Tuesday, June 14, 2011

When you're just starting out with Moodle

These are some basics that will help:
  • Turn Editing On – that makes it possible to add activities, edit/change what you have, move things around.  Sounds obvious, but in the beginning you need to be reminded.
  • See what the course looks like from a student’s point of view.  Click on Switch Role to and click on Student.  Not only will you see the class without all the teacher/course design stuff, that’s when you discover that you forgot to open that new activity or topic. 
  • To open a topic that you may have closed, click on Turn Editing On, then find the eye over on the right (both to the right of the entire topic and to the right of an individual link/activity/resource).  If it’s closed, the topic is closed.  Click on the closed eye and that topic is now open. 
  • And by the way, just because you’ve “opened” a topic, doesn’t mean that all the activities within that topic opened – check them to make sure. 
  • Especially if you are doing something for the first time, add some test students (write down the user ids and passwords somewhere because these are easy to forget).  Login as the test student(s).  See how things work.  While you can see the basic course by switching to the student role, this won’t show you what actions work and which don’t.  After I started working with groups (and things were going wrong), using test students showed me how things actually worked.  Napoleon said, “The map is not the territory.”  Well,  Fran says, “The documentation is not the Moodle.” Test it.
  • There are some great Moodle tutorials, so watch them.  If one doesn’t seem to help, there is probably another on the same topic that just might. 
  • There is also a great Moodle community.
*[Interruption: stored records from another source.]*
//! CLI subcommands. Each returns the text destined for stdout; warnings go
//! to stderr as they are found.

pub(crate) mod check_binding;
pub(crate) mod plan;
pub(crate) mod resolve;
pub(crate) mod validate;
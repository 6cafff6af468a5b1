//! Deep merge of JSON values with per-field source tracking.
//!
//! The merge operates on raw [`serde_json::Value`] trees rather than
//! deserialized structs. This correctly handles "absent vs default": a key
//! missing from a layer never overrides a lower layer.

mod deep;
mod protect;
mod required;
mod types;

pub use deep::{deep_merge, deep_merge_tracking};
pub use protect::{ReservedKeyHit, find_reserved_key};
pub use required::missing_required;
pub use types::{ConfigLayer, FieldSources};

#[cfg(test)]
mod tests;
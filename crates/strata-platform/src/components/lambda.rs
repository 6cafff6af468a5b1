use serde_json::{Map, Value, json};
use strata_core::{ComplianceFramework, ComponentType};

use super::{at_least, compliance_tags, platform_tags, tags_schema};

const RUNTIMES: &[&str] = &["nodejs20.x", "nodejs22.x", "python3.12", "java21", "provided.al2023"];

/// HTTP API handler function behind an API gateway.
#[derive(Debug, Clone, Copy, Default)]
pub struct LambdaApi;

/// Background function consuming queues or schedules.
#[derive(Debug, Clone, Copy, Default)]
pub struct LambdaWorker;

impl ComponentType for LambdaApi {
    fn type_name(&self) -> &'static str {
        "lambda-api"
    }

    fn config_schema(&self) -> Value {
        function_schema(
            29,
            json!({
                "type": "object",
                "additionalProperties": false,
                "properties": {
                    "path": { "type": "string", "pattern": "^/" },
                    "cors": { "type": "boolean" },
                    "authorizer": { "enum": ["none", "iam", "jwt"] }
                }
            }),
            "api",
        )
    }

    fn hardcoded_fallback(&self) -> Value {
        let mut fallback = function_fallback(10);
        fallback["api"] = json!({ "path": "/", "cors": false, "authorizer": "iam" });
        fallback
    }

    fn platform_defaults(&self) -> Value {
        function_platform_defaults(self.type_name())
    }

    fn framework_defaults(&self, framework: ComplianceFramework, _prior: &Value) -> Value {
        function_framework_defaults(framework)
    }

    fn policy_overrides(&self, framework: ComplianceFramework, merged: &Value) -> Value {
        let mut policy = function_policy(framework, merged);
        if framework.is_fedramp()
            && merged.pointer("/api/authorizer").and_then(Value::as_str) == Some("none")
        {
            policy["api"] = json!({ "authorizer": "iam" });
        }
        policy
    }
}

impl ComponentType for LambdaWorker {
    fn type_name(&self) -> &'static str {
        "lambda-worker"
    }

    fn config_schema(&self) -> Value {
        function_schema(
            900,
            json!({
                "type": "object",
                "additionalProperties": false,
                "properties": {
                    "batchSize": { "type": "integer", "minimum": 1, "maximum": 10000 },
                    "maximumConcurrency": { "type": "integer", "minimum": 2, "maximum": 1000 }
                }
            }),
            "events",
        )
    }

    fn hardcoded_fallback(&self) -> Value {
        let mut fallback = function_fallback(60);
        fallback["events"] = json!({ "batchSize": 10 });
        fallback
    }

    fn platform_defaults(&self) -> Value {
        function_platform_defaults(self.type_name())
    }

    fn framework_defaults(&self, framework: ComplianceFramework, _prior: &Value) -> Value {
        function_framework_defaults(framework)
    }

    fn policy_overrides(&self, framework: ComplianceFramework, merged: &Value) -> Value {
        function_policy(framework, merged)
    }
}

/// Config schema shared by both function types. `extra` is the schema of
/// the type-specific block stored under `extra_key`.
fn function_schema(max_timeout: u32, extra: Value, extra_key: &str) -> Value {
    let mut properties = Map::new();
    properties.insert("runtime".to_owned(), json!({ "enum": RUNTIMES }));
    properties.insert("handler".to_owned(), json!({ "type": "string", "minLength": 1 }));
    properties.insert(
        "memorySize".to_owned(),
        json!({ "type": "integer", "minimum": 128, "maximum": 10240 }),
    );
    properties.insert(
        "timeout".to_owned(),
        json!({ "type": "integer", "minimum": 1, "maximum": max_timeout }),
    );
    properties.insert("architecture".to_owned(), json!({ "enum": ["arm64", "x86_64"] }));
    properties.insert("tracing".to_owned(), json!({ "enum": ["Active", "PassThrough"] }));
    properties.insert("reservedConcurrency".to_owned(), json!({ "type": "integer", "minimum": 0 }));
    properties.insert(
        "logging".to_owned(),
        json!({
            "type": "object",
            "additionalProperties": false,
            "properties": {
                "level": { "enum": ["DEBUG", "INFO", "WARN", "ERROR"] },
                "retentionDays": { "type": "integer", "minimum": 1 }
            }
        }),
    );
    properties.insert(
        "vpc".to_owned(),
        json!({
            "type": "object",
            "additionalProperties": false,
            "properties": {
                "enabled": { "type": "boolean" },
                "subnetIds": { "type": "array", "items": { "type": "string" } }
            }
        }),
    );
    properties.insert("environment".to_owned(), json!({ "type": "object", "additionalProperties": { "type": "string" } }));
    properties.insert("tags".to_owned(), tags_schema());
    properties.insert(extra_key.to_owned(), extra);

    json!({
        "type": "object",
        "additionalProperties": false,
        "required": ["runtime", "handler", "memorySize", "timeout"],
        "properties": properties
    })
}

fn function_fallback(timeout: u32) -> Value {
    json!({
        "runtime": "nodejs20.x",
        "handler": "index.handler",
        "memorySize": 256,
        "timeout": timeout,
        "architecture": "x86_64",
        "tracing": "PassThrough",
        "logging": { "level": "INFO", "retentionDays": 14 },
        "vpc": { "enabled": false }
    })
}

fn function_platform_defaults(type_name: &str) -> Value {
    json!({
        "architecture": "arm64",
        "logging": { "retentionDays": 30 },
        "tags": platform_tags(type_name)
    })
}

fn function_framework_defaults(framework: ComplianceFramework) -> Value {
    match framework {
        ComplianceFramework::Commercial => json!({}),
        ComplianceFramework::FedrampLow => json!({
            "tracing": "Active",
            "logging": { "retentionDays": 90 },
            "tags": compliance_tags(framework)
        }),
        ComplianceFramework::FedrampModerate | ComplianceFramework::FedrampHigh => json!({
            "tracing": "Active",
            "logging": { "retentionDays": 365 },
            "vpc": { "enabled": true },
            "tags": compliance_tags(framework)
        }),
    }
}

/// Minimum log retention the framework mandates, if any.
fn retention_floor(framework: ComplianceFramework) -> Option<i64> {
    match framework {
        ComplianceFramework::Commercial => None,
        ComplianceFramework::FedrampLow => Some(90),
        ComplianceFramework::FedrampModerate | ComplianceFramework::FedrampHigh => Some(365),
    }
}

fn function_policy(framework: ComplianceFramework, merged: &Value) -> Value {
    let Some(floor) = retention_floor(framework) else {
        return json!({});
    };

    let logging = merged.get("logging").cloned().unwrap_or_else(|| json!({}));
    let mut policy = json!({
        "tracing": "Active",
        "logging": { "retentionDays": at_least(&logging, "retentionDays", floor) }
    });
    if framework == ComplianceFramework::FedrampHigh {
        policy["vpc"] = json!({ "enabled": true });
    }
    policy
}
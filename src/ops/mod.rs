//! High-level operations.
//!
//! Each build stage lives in its own module; [`node_build::build`] runs them
//! in order.

pub mod dispatch;
pub mod embed;
pub mod fetch;
pub mod node_build;

pub use dispatch::{dispatch, pipeline};
pub use embed::{embed_build_id, embed_constants, embed_driver, ConstantValue, EmbeddedConstant};
pub use fetch::{driver_file_name, driver_url, fetch_driver};
pub use node_build::{build, run_for_os, run_from_env, BuildOutcome};
//! Core build types: platforms, identifiers, and errors.

pub mod build_id;
pub mod errors;
pub mod platform;

pub use errors::{BuildError, BuildResult};
pub use platform::Platform;
//! Host platform resolution.

use std::fmt;

use super::errors::{BuildError, BuildResult};

/// A platform the build knows how to produce.
#[derive(Debug, Clone, Copy, PartialEq, Eq, Hash)]
pub enum Platform {
    Linux,
    MacOs,
}

impl Platform {
    /// Map an OS identifier to a platform.
    ///
    /// Accepts both the Node-style `darwin` and Rust's `macos` spelling.
    pub fn from_os(os: &str) -> BuildResult<Platform> {
        match os {
            "linux" => Ok(Platform::Linux),
            "darwin" | "macos" => Ok(Platform::MacOs),
            _ => Err(BuildError::UnsupportedPlatform { os: os.to_string() }),
        }
    }

    /// The tag used in build identifiers and driver filenames.
    pub fn tag(&self) -> &'static str {
        match self {
            Platform::Linux => "linux",
            Platform::MacOs => "macOS",
        }
    }
}

impl fmt::Display for Platform {
    fn fmt(&self, f: &mut fmt::Formatter<'_>) -> fmt::Result {
        f.write_str(self.tag())
    }
}
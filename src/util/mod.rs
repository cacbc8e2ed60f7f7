//! Shared utilities

pub mod config;
pub mod fs;
pub mod lock;
pub mod process;

pub use config::{BuildConfiguration, DownloadTool};
pub use lock::BuildLock;
pub use process::{CommandRunner, ProcessBuilder, SystemRunner};
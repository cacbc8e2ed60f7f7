//! Subprocess execution utilities.
//!
//! Every external command in the build goes through [`CommandRunner`]. The
//! system runner inherits stdio so tool output reaches the user directly, and
//! treats a non-zero exit or a spawn error as fatal.

use std::ffi::{OsStr, OsString};
use std::path::{Path, PathBuf};
use std::process::Command;

use crate::core::{BuildError, BuildResult};

/// Builder for subprocess execution.
#[derive(Debug, Clone, PartialEq, Eq)]
pub struct ProcessBuilder {
    program: PathBuf,
    args: Vec<OsString>,
    cwd: Option<PathBuf>,
}

impl ProcessBuilder {
    /// Create a new process builder for the given program.
    pub fn new(program: impl AsRef<Path>) -> Self {
        ProcessBuilder {
            program: program.as_ref().to_path_buf(),
            args: Vec::new(),
            cwd: None,
        }
    }

    /// Add a single argument.
    pub fn arg(mut self, arg: impl AsRef<OsStr>) -> Self {
        self.args.push(arg.as_ref().to_os_string());
        self
    }

    /// Add multiple arguments.
    pub fn args<I, S>(mut self, args: I) -> Self
    where
        I: IntoIterator<Item = S>,
        S: AsRef<OsStr>,
    {
        self.args
            .extend(args.into_iter().map(|s| s.as_ref().to_os_string()));
        self
    }

    /// Set the working directory.
    pub fn cwd(mut self, cwd: impl AsRef<Path>) -> Self {
        self.cwd = Some(cwd.as_ref().to_path_buf());
        self
    }

    /// Get the program path.
    pub fn get_program(&self) -> &Path {
        &self.program
    }

    /// Get the arguments.
    pub fn get_args(&self) -> &[OsString] {
        &self.args
    }

    /// Get the working directory, if one was set.
    pub fn get_cwd(&self) -> Option<&Path> {
        self.cwd.as_deref()
    }

    fn build_command(&self) -> Command {
        let mut cmd = Command::new(&self.program);
        cmd.args(&self.args);

        if let Some(ref cwd) = self.cwd {
            cmd.current_dir(cwd);
        }

        cmd
    }

    /// Run the command with inherited stdio and require a zero exit status.
    pub fn run_checked(&self) -> BuildResult<()> {
        let command = self.display_command();
        tracing::info!("{}", command);

        let status = self.build_command().status().map_err(|e| {
            let mut detail = e.to_string();
            if find_executable(&self.program).is_none() {
                detail.push_str(&format!(
                    " (`{}` not found in PATH)",
                    self.program.display()
                ));
            }
            BuildError::SubprocessFailure {
                command: command.clone(),
                status: None,
                detail,
            }
        })?;

        if !status.success() {
            return Err(BuildError::SubprocessFailure {
                command,
                status: status.code(),
                detail: format!("process exited unsuccessfully ({})", status),
            });
        }

        Ok(())
    }

    /// Display the command for logs and error messages.
    ///
    /// Lossy for non-UTF-8 arguments; the command itself receives them intact.
    pub fn display_command(&self) -> String {
        let mut parts = vec![self.program.display().to_string()];
        parts.extend(self.args.iter().map(|a| a.to_string_lossy().into_owned()));
        parts.join(" ")
    }
}

/// Runs external commands for the build stages.
pub trait CommandRunner {
    /// Run `process` to completion, failing on spawn error or non-zero exit.
    fn run(&mut self, process: &ProcessBuilder) -> BuildResult<()>;
}

/// Runs commands on the host.
#[derive(Debug, Clone, Copy, Default)]
pub struct SystemRunner;

impl CommandRunner for SystemRunner {
    fn run(&mut self, process: &ProcessBuilder) -> BuildResult<()> {
        process.run_checked()
    }
}

/// Find an executable in PATH.
pub fn find_executable(name: impl AsRef<OsStr>) -> Option<PathBuf> {
    which::which(name).ok()
}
Just one place to get help is on forums at moodle.org.  http://moodle.org/forums/ You won’t get instant responses, but it’s free and helpful.  Another place: follow the hashtag #moodle on Twitter; many of the Tweets are pretty technical, but I’ve found some worthwhile resources and information there.  Follow Moodle blogs – these are a great place to learn. If you aren’t sure how to follow a blog, check out how to use RSS here:  http://justintimepd.pbworks.com/w/page/28240363/Collecting-information-automatically-%28RSS%29
  • One thing to be aware of – since Moodle is “open source,” that means that anybody can modify it – and they do.  Also, each installation of Moodle is a bit different.  Sometimes not all modules have been turned on.  Sometimes add-ins have been added, but sometimes not.  You can see a lot of what’s available on your particular installation by clicking on Add an activity.   Ask the tech guy/gal. 
  • Play around.  Many Moodlers have a “sandbox” just for trying stuff out – it can be a separate course, or just one topic out of a course. 
  • Have fun!

2 comments:

  1. Its tough starting out, recommend Moodlers explore, create, accept there will be issues and keep in mind, Year 2 you will have a lot of the hard work complete and the learning will go on. I am in the middle of year 2 and learning every course / half-term I teach.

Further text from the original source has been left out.